◆ **Task instructions**
The answer must be an exact copy of the listing below.

** Material for this task follows **

//! Two-dimensional positions in model space.
//!
//! A [`Position`] is stored either as Cartesian `(x, y)` or as Polar
//! `(radius, angle)`. Both forms are interchangeable: arithmetic normalises
//! its operands to Cartesian first, and equality compares the Cartesian
//! projections under [`POSITION_TOLERANCE`]. Model space has y pointing up;
//! the pixel projections flip it for screen space.

use std::f64::consts::TAU;
use std::fmt;
use std::ops::{Add, Sub};

use crate::constants::POSITION_TOLERANCE;
use crate::error::{ReversiError, Result};

#[derive(Debug, Clone, Copy)]
enum Repr {
    Cartesian { x: f64, y: f64 },
    Polar { radius: f64, angle: f64 },
}

/// An immutable point (or vector) in the model plane.
#[derive(Debug, Clone, Copy)]
pub struct Position {
    repr: Repr,
}

/// Fold an angle into `[0, 2π)`.
fn normalize_angle(angle: f64) -> f64 {
    let a = angle.rem_euclid(TAU);
    // rem_euclid can round up to exactly TAU for tiny negative inputs
    if a >= TAU { 0.0 } else { a }
}

impl Position {
    /// The origin, which is also the centre of every board.
    pub const ORIGIN: Position = Position {
        repr: Repr::Cartesian { x: 0.0, y: 0.0 },
    };

    pub fn cartesian(x: f64, y: f64) -> Self {
        Position {
            repr: Repr::Cartesian { x, y },
        }
    }

    /// Build a polar position. The angle is in radians, counter-clockwise
    /// from +x, and is normalised into `[0, 2π)`.
    ///
    /// # Errors
    /// `InvalidArgument` if the radius is negative or either value is not finite.
    pub fn polar(radius: f64, angle: f64) -> Result<Self> {
        if !radius.is_finite() || !angle.is_finite() {
            return Err(ReversiError::invalid_argument(format!(
                "polar position needs finite values, got radius={radius}, angle={angle}"
            )));
        }
        if radius < 0.0 {
            return Err(ReversiError::invalid_argument(format!(
                "radius must be non-negative, got {radius}"
            )));
        }
        Ok(Position {
            repr: Repr::Polar {
                radius,
                angle: normalize_angle(angle),
            },
        })
    }

    pub fn is_polar(&self) -> bool {
        matches!(self.repr, Repr::Polar { .. })
    }

    fn xy(&self) -> (f64, f64) {
        match self.repr {
            Repr::Cartesian { x, y } => (x, y),
            Repr::Polar { radius, angle } => (radius * angle.cos(), radius * angle.sin()),
        }
    }

    pub fn x(&self) -> f64 {
        self.xy().0
    }

    pub fn y(&self) -> f64 {
        self.xy().1
    }

    /// Distance from the origin.
    pub fn magnitude(&self) -> f64 {
        match self.repr {
            Repr::Cartesian { x, y } => x.hypot(y),
            Repr::Polar { radius, .. } => radius,
        }
    }

    /// Angle from +x in `[0, 2π)`. The origin reports 0.
    pub fn angle(&self) -> f64 {
        match self.repr {
            Repr::Cartesian { x, y } => normalize_angle(y.atan2(x)),
            Repr::Polar { angle, .. } => angle,
        }
    }

    pub fn to_cartesian(&self) -> Position {
        let (x, y) = self.xy();
        Position::cartesian(x, y)
    }

    pub fn to_polar(&self) -> Position {
        Position {
            repr: Repr::Polar {
                radius: self.magnitude(),
                angle: self.angle(),
            },
        }
    }

    /// Vector sum. The result is Cartesian. Also available as `+`.
    pub fn plus(&self, other: &Position) -> Position {
        let (ax, ay) = self.xy();
        let (bx, by) = other.xy();
        Position::cartesian(ax + bx, ay + by)
    }

    /// Vector difference `self - other`. The result is Cartesian. Also
    /// available as `-`.
    pub fn subtract(&self, other: &Position) -> Position {
        let (ax, ay) = self.xy();
        let (bx, by) = other.xy();
        Position::cartesian(ax - bx, ay - by)
    }

    pub fn distance_to(&self, other: &Position) -> f64 {
        self.subtract(other).magnitude()
    }

    /// Whether a ray cast from this point towards +x crosses the segment
    /// `start..end`.
    ///
    /// The lower endpoint is excluded and the upper one included, so a ray
    /// passing exactly through a shared vertex of a closed polygon is counted
    /// once. Horizontal segments never count. Summing this over the edges of
    /// a polygon gives the usual odd/even inside test.
    pub fn right_line_crosses_segment(&self, start: &Position, end: &Position) -> bool {
        let (px, py) = self.xy();
        let (sx, sy) = start.xy();
        let (ex, ey) = end.xy();

        if !(py > sy.min(ey) && py <= sy.max(ey)) {
            return false;
        }
        let crossing_x = sx + (py - sy) * (ex - sx) / (ey - sy);
        px < crossing_x
    }

    /// Horizontal pixel coordinate when the model origin is drawn at
    /// `x_center`.
    pub fn pixel_x(&self, x_center: i32) -> Result<f64> {
        if x_center < 0 {
            return Err(ReversiError::invalid_argument(format!(
                "x_center cannot be negative, got {x_center}"
            )));
        }
        Ok(f64::from(x_center) + self.x())
    }

    /// Vertical pixel coordinate when the model origin is drawn at
    /// `y_center`. Pixel rows grow downwards.
    pub fn pixel_y(&self, y_center: i32) -> Result<f64> {
        if y_center < 0 {
            return Err(ReversiError::invalid_argument(format!(
                "y_center cannot be negative, got {y_center}"
            )));
        }
        Ok(f64::from(y_center) - self.y())
    }
}

impl Add for Position {
    type Output = Position;

    fn add(self, rhs: Position) -> Position {
        self.plus(&rhs)
    }
}

impl Add<&Position> for &Position {
    type Output = Position;

    fn add(self, rhs: &Position) -> Position {
        self.plus(rhs)
    }
}

impl Sub for Position {
    type Output = Position;

    fn sub(self, rhs: Position) -> Position {
        self.subtract(&rhs)
    }
}

impl Sub<&Position> for &Position {
    type Output = Position;

    fn sub(self, rhs: &Position) -> Position {
        self.subtract(rhs)
    }
}

impl PartialEq for Position {
    fn eq(&self, other: &Self) -> bool {
        let (ax, ay) = self.xy();
        let (bx, by) = other.xy();
        (ax - bx).abs() < POSITION_TOLERANCE && (ay - by).abs() < POSITION_TOLERANCE
    }
}

impl fmt::Display for Position {
    fn fmt(&self, f: &mut fmt::Formatter<'_>) -> fmt::Result {
        match self.repr {
            Repr::Cartesian { x, y } => write!(f, "({x:.3}, {y:.3})"),
            Repr::Polar { radius, angle } => write!(f, "(r={radius:.3}, θ={angle:.3})"),
        }
    }
}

** End of Material for this task **

◆ **Expected answer**
//! Two-dimensional positions in model space.
//!
//! A [`Position`] is stored either as Cartesian `(x, y)` or as Polar
//! `(radius, angle)`. Both forms are interchangeable: arithmetic normalises
//! its operands to Cartesian first, and equality compares the Cartesian
//! projections under [`POSITION_TOLERANCE`]. Model space has y pointing up;
//! the pixel projections flip it for screen space.

use std::f64::consts::TAU;
use std::fmt;
use std::ops::{Add, Sub};

use crate::constants::POSITION_TOLERANCE;
use crate::error::{ReversiError, Result};

#[derive(Debug, Clone, Copy)]
enum Repr {
    Cartesian { x: f64, y: f64 },
    Polar { radius: f64, angle: f64 },
}

/// An immutable point (or vector) in the model plane.
#[derive(Debug, Clone, Copy)]
pub struct Position {
    repr: Repr,
}

/// Fold an angle into `[0, 2π)`.
fn normalize_angle(angle: f64) -> f64 {
    let a = angle.rem_euclid(TAU);
    // rem_euclid can round up to exactly TAU for tiny negative inputs
    if a >= TAU { 0.0 } else { a }
}

impl Position {
    /// The origin, which is also the centre of every board.
    pub const ORIGIN: Position = Position {
        repr: Repr::Cartesian { x: 0.0, y: 0.0 },
    };

    pub fn cartesian(x: f64, y: f64) -> Self {
        Position {
            repr: Repr::Cartesian { x, y },
        }
    }

    /// Build a polar position. The angle is in radians, counter-clockwise
    /// from +x, and is normalised into `[0, 2π)`.
    ///
    /// # Errors
    /// `InvalidArgument` if the radius is negative or either value is not finite.
    pub fn polar(radius: f64, angle: f64) -> Result<Self> {
        if !radius.is_finite() || !angle.is_finite() {
            return Err(ReversiError::invalid_argument(format!(
                "polar position needs finite values, got radius={radius}, angle={angle}"
            )));
        }
        if radius < 0.0 {
            return Err(ReversiError::invalid_argument(format!(
                "radius must be non-negative, got {radius}"
            )));
        }
        Ok(Position {
            repr: Repr::Polar {
                radius,
                angle: normalize_angle(angle),
            },
        })
    }

    pub fn is_polar(&self) -> bool {
        matches!(self.repr, Repr::Polar { .. })
    }

    fn xy(&self) -> (f64, f64) {
        match self.repr {
            Repr::Cartesian { x, y } => (x, y),
            Repr::Polar { radius, angle } => (radius * angle.cos(), radius * angle.sin()),
        }
    }

    pub fn x(&self) -> f64 {
        self.xy().0
    }

    pub fn y(&self) -> f64 {
        self.xy().1
    }

    /// Distance from the origin.
    pub fn magnitude(&self) -> f64 {
        match self.repr {
            Repr::Cartesian { x, y } => x.hypot(y),
            Repr::Polar { radius, .. } => radius,
        }
    }

    /// Angle from +x in `[0, 2π)`. The origin reports 0.
    pub fn angle(&self) -> f64 {
        match self.repr {
            Repr::Cartesian { x, y } => normalize_angle(y.atan2(x)),
            Repr::Polar { angle, .. } => angle,
        }
    }

    pub fn to_cartesian(&self) -> Position {
        let (x, y) = self.xy();
        Position::cartesian(x, y)
    }

    pub fn to_polar(&self) -> Position {
        Position {
            repr: Repr::Polar {
                radius: self.magnitude(),
                angle: self.angle(),
            },
        }
    }

    /// Vector sum. The result is Cartesian. Also available as `+`.
    pub fn plus(&self, other: &Position) -> Position {
        let (ax, ay) = self.xy();
        let (bx, by) = other.xy();
        Position::cartesian(ax + bx, ay + by)
    }

    /// Vector difference `self - other`. The result is Cartesian. Also
    /// available as `-`.
    pub fn subtract(&self, other: &Position) -> Position {
        let (ax, ay) = self.xy();
        let (bx, by) = other.xy();
        Position::cartesian(ax - bx, ay - by)
    }

    pub fn distance_to(&self, other: &Position) -> f64 {
        self.subtract(other).magnitude()
    }

    /// Whether a ray cast from this point towards +x crosses the segment
    /// `start..end`.
    ///
    /// The lower endpoint is excluded and the upper one included, so a ray
    /// passing exactly through a shared vertex of a closed polygon is counted
    /// once. Horizontal segments never count. Summing this over the edges of
    /// a polygon gives the usual odd/even inside test.
    pub fn right_line_crosses_segment(&self, start: &Position, end: &Position) -> bool {
        let (px, py) = self.xy();
        let (sx, sy) = start.xy();
        let (ex, ey) = end.xy();

        if !(py > sy.min(ey) && py <= sy.max(ey)) {
            return false;
        }
        let crossing_x = sx + (py - sy) * (ex - sx) / (ey - sy);
        px < crossing_x
    }

    /// Horizontal pixel coordinate when the model origin is drawn at
    /// `x_center`.
    pub fn pixel_x(&self, x_center: i32) -> Result<f64> {
        if x_center < 0 {
            return Err(ReversiError::invalid_argument(format!(
                "x_center cannot be negative, got {x_center}"
            )));
        }
        Ok(f64::from(x_center) + self.x())
    }

    /// Vertical pixel coordinate when the model origin is drawn at
    /// `y_center`. Pixel rows grow downwards.
    pub fn pixel_y(&self, y_center: i32) -> Result<f64> {
        if y_center < 0 {
            return Err(ReversiError::invalid_argument(format!(
                "y_center cannot be negative, got {y_center}"
            )));
        }
        Ok(f64::from(y_center) - self.y())
    }
}

impl Add for Position {
    type Output = Position;

    fn add(self, rhs: Position) -> Position {
        self.plus(&rhs)
    }
}

impl Add<&Position> for &Position {
    type Output = Position;

    fn add(self, rhs: &Position) -> Position {
        self.plus(rhs)
    }
}

impl Sub for Position {
    type Output = Position;

    fn sub(self, rhs: Position) -> Position {
        self.subtract(&rhs)
    }
}

impl Sub<&Position> for &Position {
    type Output = Position;

    fn sub(self, rhs: &Position) -> Position {
        self.subtract(rhs)
    }
}

impl PartialEq for Position {
    fn eq(&self, other: &Self) -> bool {
        let (ax, ay) = self.xy();
        let (bx, by) = other.xy();
        (ax - bx).abs() < POSITION_TOLERANCE && (ay - by).abs() < POSITION_TOLERANCE
    }
}

impl fmt::Display for Position {
    fn fmt(&self, f: &mut fmt::Formatter<'_>) -> fmt::Result {
        match self.repr {
            Repr::Cartesian { x, y } => write!(f, "({x:.3}, {y:.3})"),
            Repr::Polar { radius, angle } => write!(f, "(r={radius:.3}, θ={angle:.3})"),
        }
    }
}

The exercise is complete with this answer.